Defendants: Louis Berrett and Clement F. Molway
Crime Charged: Murder
Chief Defense Lawyers: Charles W. Barrett, Charles E. Flynn, John P. Kane, and Frank Tomasello
Chief Prosecutors: Hugh A. Cregg, Charles E. Green, and John S. Wilson
Judge: Thomas J. Hammond
Place: Salem, Massachusetts
Dates of Trial: February 12-27, 1934
Verdict: Not guilty

SIGNIFICANCE: The Berrett-Molway trial is a classic case of mistaken identity. It proved that eight eyewitnesses who had been in close proximity to the "defendants" for two hours could all wrongly identify them, pushing them perilously close to the electric chair. The trial wiped out the jury foreman's firm belief in capital punishment.

Arriving home on Friday, January 5, 1934, Boston taxi driver Louis Berrett, 29, found a stranger in the hallway outside his apartment. The man grabbed him. Suddenly the hall was filled with strangers pointing guns at him and asking who he was. At gunpoint they backed Berrett into his kitchenette. Then one showed a police badge and Berrett recognized him. "I had seen him before," he said later. "A taxicab driver gets to know a lot of cops."

Next, the police wanted to know where Clement F. Molway was. Molway, 22, was a taxi-driver friend of Berrett. The police sought him, they said, in connection with a holdup. "I knew he was a good kid from a respectable family," said Berrett afterward. He told the cops they were crazy, that Molway "was never mixed up in any holdups," and that he would go to police headquarters with them if it would help Molway.
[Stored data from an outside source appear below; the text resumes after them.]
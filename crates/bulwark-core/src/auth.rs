//! Packet signing, verification and replay protection.
//!
//! # Signing
//!
//! The signed message is the SHA-256 digest of the packet's canonical
//! encoding with the signature field stripped ([`Packet::digest`]). Any
//! router on the path can verify it, and forwarding never re-signs.
//!
//! # Replay protection
//!
//! Every source numbers its packets with a strictly increasing sequence. The
//! authenticator remembers the highest sequence accepted per source and
//! rejects anything at or below it. The final check and the cache update
//! happen under one lock, so two concurrent packets carrying the same
//! sequence can never both pass.
//!
//! MASTERCONFIG packets come over the trusted configuration channel and skip
//! all of this, including the sequence cache.

use std::{
    collections::HashMap,
    fmt,
    sync::{
        Mutex, PoisonError,
        atomic::{AtomicU64, Ordering},
    },
};

use bulwark_proto::{NodeId, Packet, PacketType, ProtocolError};
use ed25519_dalek::{Signature, Verifier};
use tracing::debug;

use crate::{
    error::AuthError,
    identity::{Identity, TrustStore},
};

/// Signs outgoing packets and authenticates incoming ones.
pub struct Authenticator {
    identity: Identity,
    trust: TrustStore,
    sequences: Mutex<HashMap<NodeId, u64>>,
    next_sequence: AtomicU64,
}

impl Authenticator {
    /// Authenticator for `identity`, resolving peer keys through `trust`.
    ///
    /// Own sequence numbers start at zero.
    pub fn new(identity: Identity, trust: TrustStore) -> Self {
        Self {
            identity,
            trust,
            sequences: Mutex::new(HashMap::new()),
            next_sequence: AtomicU64::new(0),
        }
    }

    /// Start own sequence numbers at `initial` instead of zero.
    ///
    /// Peers remember the last sequence they accepted from us, so a restarted
    /// node must not reuse numbers from its previous run.
    #[must_use]
    pub fn with_initial_sequence(self, initial: u64) -> Self {
        self.next_sequence.store(initial, Ordering::SeqCst);
        self
    }

    /// This node's identity
    pub fn identity(&self) -> &Identity {
        &self.identity
    }

    /// Peer key cache
    pub fn trust(&self) -> &TrustStore {
        &self.trust
    }

    /// Allocate the next sequence number for a packet from this node.
    pub fn next_sequence(&self) -> u64 {
        self.next_sequence.fetch_add(1, Ordering::SeqCst)
    }

    /// Highest sequence accepted so far from `source`.
    pub fn last_accepted(&self, source: &str) -> Option<u64> {
        let sequences = self.sequences.lock().unwrap_or_else(PoisonError::into_inner);
        sequences.get(source).copied()
    }

    /// Sign `packet` with this node's key.
    ///
    /// Any existing signature is ignored when hashing and then replaced.
    pub fn sign(&self, mut packet: Packet) -> Result<Packet, ProtocolError> {
        let digest = packet.digest()?;
        packet.signature = Some(self.identity.sign(&digest).to_bytes().to_vec());
        Ok(packet)
    }

    /// Authenticate `packet`, returning `false` on any failure.
    ///
    /// On success the source's sequence cache advances to the packet's
    /// sequence.
    pub async fn verify(&self, packet: &Packet) -> bool {
        match self.check(packet).await {
            Ok(()) => true,
            Err(e) => {
                debug!(source = %packet.source, sequence = packet.sequence, "rejected packet: {e}");
                false
            },
        }
    }

    /// Authenticate `packet`, naming the reason on failure.
    pub async fn check(&self, packet: &Packet) -> Result<(), AuthError> {
        if packet.packet_type == PacketType::MasterConfig {
            return Ok(());
        }

        let signature_bytes = packet
            .signature
            .as_deref()
            .ok_or_else(|| AuthError::MissingSignature(packet.source.clone()))?;

        // Cheap early exit before any key lookup; the authoritative check is
        // repeated under the lock below.
        self.ensure_fresh(&self.lock_sequences(), packet)?;

        let signature = Signature::from_slice(signature_bytes)
            .map_err(|_| AuthError::InvalidSignature(packet.source.clone()))?;
        let digest = packet.digest()?;
        let key = self.trust.lookup_public_key(&packet.source).await?;

        key.verify(&digest, &signature)
            .map_err(|_| AuthError::InvalidSignature(packet.source.clone()))?;

        let mut sequences = self.lock_sequences();
        self.ensure_fresh(&sequences, packet)?;
        sequences.insert(packet.source.clone(), packet.sequence);

        Ok(())
    }

    fn lock_sequences(&self) -> std::sync::MutexGuard<'_, HashMap<NodeId, u64>> {
        self.sequences.lock().unwrap_or_else(PoisonError::into_inner)
    }

    fn ensure_fresh(&self, sequences: &HashMap<NodeId, u64>, packet: &Packet) -> Result<(), AuthError> {
        match sequences.get(&packet.source) {
            Some(&last) if packet.sequence <= last => Err(AuthError::StaleSequence {
                node: packet.source.clone(),
                sequence: packet.sequence,
                last,
            }),
            _ => Ok(()),
        }
    }
}

impl fmt::Debug for Authenticator {
    fn fmt(&self, f: &mut fmt::Formatter<'_>) -> fmt::Result {
        f.debug_struct("Authenticator")
            .field("identity", &self.identity)
            .field("next_sequence", &self.next_sequence.load(Ordering::SeqCst))
            .finish_non_exhaustive()
    }
}
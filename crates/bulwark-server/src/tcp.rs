//! TCP transport.

use std::{io, net::SocketAddr};

use async_trait::async_trait;
use bulwark_core::Transport;
use bulwark_proto::NodeId;
use tokio::net::{TcpListener, TcpStream};

/// Listens on the router port and dials neighbors on the same port.
///
/// Inbound peers are identified by their IP address, which is also how
/// neighbors are named in configuration.
pub struct TcpTransport {
    listener: TcpListener,
    port: u16,
}

impl TcpTransport {
    /// Bind the listening socket. Neighbors are dialed on `addr`'s port.
    pub async fn bind(addr: SocketAddr) -> io::Result<Self> {
        let listener = TcpListener::bind(addr).await?;
        Ok(Self { listener, port: addr.port() })
    }

    /// Address the listener is bound to
    pub fn local_addr(&self) -> io::Result<SocketAddr> {
        self.listener.local_addr()
    }
}

#[async_trait]
impl Transport for TcpTransport {
    type Stream = TcpStream;

    async fn accept(&self) -> io::Result<(TcpStream, NodeId)> {
        let (stream, addr) = self.listener.accept().await?;
        stream.set_nodelay(true)?;
        Ok((stream, addr.ip().to_string()))
    }

    async fn connect(&self, peer: &str) -> io::Result<TcpStream> {
        let stream = TcpStream::connect((peer, self.port)).await?;
        stream.set_nodelay(true)?;
        Ok(stream)
    }
}
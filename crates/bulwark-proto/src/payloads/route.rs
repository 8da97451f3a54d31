//! ROUTEUPDATE payload.

use serde::{Deserialize, Serialize};

use crate::{
    errors::{ProtocolError, Result},
    packet::NodeId,
};

/// Destinations reachable through the advertising router.
///
/// Reachability only: there is no metric. Serialized as a bare JSON array.
#[derive(Debug, Clone, Default, PartialEq, Eq, Serialize, Deserialize)]
#[serde(transparent)]
pub struct RouteUpdate {
    /// Advertised destinations
    pub destinations: Vec<NodeId>,
}

impl RouteUpdate {
    /// Advertisement for the given destinations.
    pub fn new(destinations: Vec<NodeId>) -> Self {
        Self { destinations }
    }

    /// Parse from packet payload text.
    pub fn from_payload(payload: &str) -> Result<Self> {
        serde_json::from_str(payload).map_err(|e| ProtocolError::InvalidPayload(e.to_string()))
    }

    /// Render as packet payload text.
    pub fn to_payload(&self) -> Result<String> {
        serde_json::to_string(self).map_err(|e| ProtocolError::Encode(e.to_string()))
    }
}

#[cfg(test)]
mod tests {
    use super::*;

    #[test]
    fn encodes_as_bare_array() {
        let update = RouteUpdate::new(vec!["3.3.3.3".into(), "4.4.4.4".into()]);
        assert_eq!(update.to_payload().unwrap(), r#"["3.3.3.3","4.4.4.4"]"#);
    }

    #[test]
    fn rejects_object_payload() {
        assert!(RouteUpdate::from_payload(r#"{"hosts": []}"#).is_err());
    }
}
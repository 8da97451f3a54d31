//! Scenario builder API.

use std::{
    collections::BTreeMap,
    net::SocketAddr,
    sync::{Arc, Mutex, PoisonError},
    time::Duration,
};

use bulwark_core::ForwardingMode;
use bulwark_proto::{MasterConfig, NodeId};
use bulwark_server::{Node, NodeConfig, ROUTER_PORT};
use tokio::{io::AsyncWriteExt, time::Instant};
use tracing::warn;
use turmoil::net::TcpStream;

use crate::{
    directory::{SimDirectory, seeded_identity},
    scenario::{
        OracleFn, World,
        world::{DeliveryLog, Registry},
    },
    sim_transport::SimTransport,
};

/// Delay before the operator pushes configuration, so every host has bound
/// its listener.
const CONFIG_DELAY: Duration = Duration::from_millis(100);

/// Simulated time allowed past the settle period before turmoil gives up.
const GRACE: Duration = Duration::from_secs(30);

/// Destination of a scheduled flood.
#[derive(Debug, Clone, PartialEq, Eq)]
pub enum Target {
    /// A router in the scenario, by name
    Node(String),
    /// A literal address, typically a host attached to some router
    Address(NodeId),
}

impl Target {
    fn resolve(&self) -> NodeId {
        match self {
            Self::Node(name) => turmoil::lookup(name.as_str()).to_string(),
            Self::Address(address) => address.clone(),
        }
    }
}

#[derive(Debug, Clone)]
struct NodeSpec {
    name: String,
    forwarding: ForwardingMode,
}

#[derive(Debug, Clone)]
struct FloodSpec {
    from: String,
    to: Target,
    at: Duration,
    count: usize,
}

/// Scenario builder.
///
/// Must be finished with [`Scenario::oracle`] before it can run.
pub struct Scenario {
    name: String,
    seed: u64,
    advertise_interval: Duration,
    idle_timeout: Duration,
    settle: Duration,
    nodes: Vec<NodeSpec>,
    hosts: Vec<(String, NodeId)>,
    links: Vec<(String, String)>,
    floods: Vec<FloodSpec>,
    checkpoints: Vec<(Duration, OracleFn)>,
}

impl Scenario {
    /// Empty scenario: seed 0, one second advertisements, ten second settle.
    /// Links idle out after the router default.
    pub fn new(name: impl Into<String>) -> Self {
        Self {
            name: name.into(),
            seed: 0,
            advertise_interval: Duration::from_secs(1),
            idle_timeout: NodeConfig::default().idle_timeout,
            settle: Duration::from_secs(10),
            nodes: Vec::new(),
            hosts: Vec::new(),
            links: Vec::new(),
            floods: Vec::new(),
            checkpoints: Vec::new(),
        }
    }

    /// Seed for key material and turmoil's RNG.
    pub fn seed(mut self, seed: u64) -> Self {
        self.seed = seed;
        self
    }

    /// Interval between each router's advertisement rounds.
    pub fn advertise_interval(mut self, interval: Duration) -> Self {
        self.advertise_interval = interval;
        self
    }

    /// How long a link may go without inbound frames before it is closed.
    pub fn idle_timeout(mut self, timeout: Duration) -> Self {
        self.idle_timeout = timeout;
        self
    }

    /// Time after configuration before the oracle runs.
    pub fn settle(mut self, settle: Duration) -> Self {
        self.settle = settle;
        self
    }

    /// Add a forwarding router.
    pub fn node(self, name: impl Into<String>) -> Self {
        self.node_with_mode(name, ForwardingMode::Forward)
    }

    /// Add a router that drops every transit flood.
    pub fn dropping_node(self, name: impl Into<String>) -> Self {
        self.node_with_mode(name, ForwardingMode::Drop)
    }

    /// Add a router with an explicit forwarding mode.
    pub fn node_with_mode(mut self, name: impl Into<String>, forwarding: ForwardingMode) -> Self {
        self.nodes.push(NodeSpec { name: name.into(), forwarding });
        self
    }

    /// Attach endpoint `address` to router `node`.
    pub fn host(mut self, node: impl Into<String>, address: impl Into<NodeId>) -> Self {
        self.hosts.push((node.into(), address.into()));
        self
    }

    /// Connect two routers as neighbors.
    pub fn link(mut self, a: impl Into<String>, b: impl Into<String>) -> Self {
        self.links.push((a.into(), b.into()));
        self
    }

    /// Have `from` originate one flood to `to` at simulated time `at`.
    pub fn flood(self, from: impl Into<String>, to: Target, at: Duration) -> Self {
        self.floods(from, to, at, 1)
    }

    /// Have `from` originate `count` floods to `to` at simulated time `at`.
    pub fn floods(mut self, from: impl Into<String>, to: Target, at: Duration, count: usize) -> Self {
        self.floods.push(FloodSpec { from: from.into(), to, at, count });
        self
    }

    /// Run `check` against the world at simulated time `at`, before the
    /// oracle. Checks run in time order; the first failure ends the run.
    pub fn checkpoint(mut self, at: Duration, check: OracleFn) -> Self {
        self.checkpoints.push((at, check));
        self
    }

    /// Set the oracle and return a runnable scenario.
    pub fn oracle(self, oracle: OracleFn) -> RunnableScenario {
        RunnableScenario { scenario: self, oracle }
    }

    /// Every name a link, host, or flood refers to must be a router.
    fn validate(&self) -> Result<(), String> {
        let referenced = self
            .links
            .iter()
            .flat_map(|(a, b)| [a, b])
            .chain(self.hosts.iter().map(|(node, _)| node))
            .chain(self.floods.iter().map(|flood| &flood.from))
            .chain(self.floods.iter().filter_map(|flood| match &flood.to {
                Target::Node(name) => Some(name),
                Target::Address(_) => None,
            }));

        for name in referenced {
            if !self.nodes.iter().any(|spec| &spec.name == name) {
                return Err(format!("scenario '{}': unknown node {name}", self.name));
            }
        }
        Ok(())
    }

    fn hosts_of(&self, name: &str) -> Vec<NodeId> {
        self.hosts
            .iter()
            .filter(|(node, _)| node == name)
            .map(|(_, address)| address.clone())
            .collect()
    }

    fn neighbors_of(&self, name: &str) -> Vec<String> {
        self.links
            .iter()
            .filter_map(|(a, b)| {
                if a == name {
                    Some(b.clone())
                } else if b == name {
                    Some(a.clone())
                } else {
                    None
                }
            })
            .collect()
    }
}

/// A scenario with an oracle, ready to execute.
pub struct RunnableScenario {
    scenario: Scenario,
    oracle: OracleFn,
}

impl RunnableScenario {
    /// Boot every router, configure the topology, let it settle, then run
    /// the oracle.
    pub fn run(self) -> Result<(), String> {
        let Self { mut scenario, oracle } = self;
        scenario.validate()?;

        let mut checkpoints = std::mem::take(&mut scenario.checkpoints);
        checkpoints.sort_by_key(|(at, _)| *at);
        let last_checkpoint = checkpoints.last().map(|(at, _)| *at).unwrap_or_default();

        let mut sim = turmoil::Builder::new()
            .simulation_duration(last_checkpoint.max(CONFIG_DELAY + scenario.settle) + GRACE)
            .rng_seed(scenario.seed)
            .build();

        let directory = SimDirectory::new();
        let registry: Registry = Arc::new(Mutex::new(BTreeMap::new()));

        for (index, spec) in (0u64..).zip(&scenario.nodes) {
            let spec = spec.clone();
            let key_seed = scenario.seed.wrapping_mul(1_000).wrapping_add(index);
            let advertise_interval = scenario.advertise_interval;
            let idle_timeout = scenario.idle_timeout;
            let floods: Vec<FloodSpec> =
                scenario.floods.iter().filter(|f| f.from == spec.name).cloned().collect();
            let directory = directory.clone();
            let registry = Arc::clone(&registry);

            sim.host(spec.name.clone(), move || {
                let spec = spec.clone();
                let floods = floods.clone();
                let directory = directory.clone();
                let registry = Arc::clone(&registry);

                async move {
                    let node_id = turmoil::lookup(spec.name.as_str()).to_string();
                    let identity = seeded_identity(node_id.clone(), key_seed);
                    directory.register(node_id.clone(), identity.record());

                    let config = NodeConfig {
                        advertise_interval,
                        idle_timeout,
                        forwarding: spec.forwarding,
                        ..NodeConfig::new(node_id)
                    };
                    let transport = SimTransport::bind(ROUTER_PORT).await?;
                    let node = Node::new(config, identity, Arc::new(directory), transport);

                    let log = DeliveryLog::default();
                    log.follow(node.subscribe());
                    registry
                        .lock()
                        .unwrap_or_else(PoisonError::into_inner)
                        .insert(spec.name.clone(), (Arc::clone(&node), log));

                    let tasks = node.start();

                    for flood in floods {
                        let node = Arc::clone(&node);
                        tokio::spawn(async move {
                            tokio::time::sleep(flood.at).await;
                            let destination = flood.to.resolve();
                            if let Err(e) = node.flood(&destination, flood.count).await {
                                warn!(%destination, "scheduled flood failed: {e}");
                            }
                        });
                    }

                    for task in tasks {
                        task.await?;
                    }
                    Ok(())
                }
            });
        }

        let name = scenario.name.clone();
        sim.client("operator", async move {
            let booted = Instant::now();
            tokio::time::sleep(CONFIG_DELAY).await;

            // Held open until the oracle runs so routers never see the
            // operator hang up mid-frame.
            let mut sessions = Vec::new();
            for spec in &scenario.nodes {
                let neighbors = scenario
                    .neighbors_of(&spec.name)
                    .iter()
                    .map(|n| turmoil::lookup(n.as_str()).to_string())
                    .collect();
                let config = MasterConfig { hosts: scenario.hosts_of(&spec.name), neighbors };

                let target = turmoil::lookup(spec.name.as_str());
                let operator = turmoil::lookup("operator").to_string();
                let packet = config.into_packet(operator, target.to_string())?;

                let mut stream = TcpStream::connect(SocketAddr::new(target, ROUTER_PORT)).await?;
                stream.write_all(&packet.encode()?).await?;
                stream.flush().await?;
                sessions.push(stream);
            }

            let settled = Instant::now() + scenario.settle;

            for (at, check) in checkpoints {
                tokio::time::sleep_until(booted + at).await;
                check(&World::from_registry(&registry))?;
            }

            tokio::time::sleep_until(settled).await;

            let world = World::from_registry(&registry);
            oracle(&world)?;

            drop(sessions);
            Ok(())
        });

        sim.run().map_err(|e| format!("scenario '{name}': {e}"))
    }
}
At headquarters, Berrett soon found himself and Molway booked. Next, handcuffed, they were driven to Lynn, Massachusetts, where the chief police inspector asked Berrett for a statement of where he had been from Sunday night to Wednesday night of the preceding week. Only after Berrett had signed a five-page statement that the chief wrote out did the chief tell him there had been a holdup and murder at the Paramount Theatre in Lynn on Tuesday morning. Berrett then insisted on writing a second statement, in his own handwriting, like the first. By the time he was locked in a cell, it was 3:00 a.m. on Saturday.

"Boys, You've Been Picked by Five People"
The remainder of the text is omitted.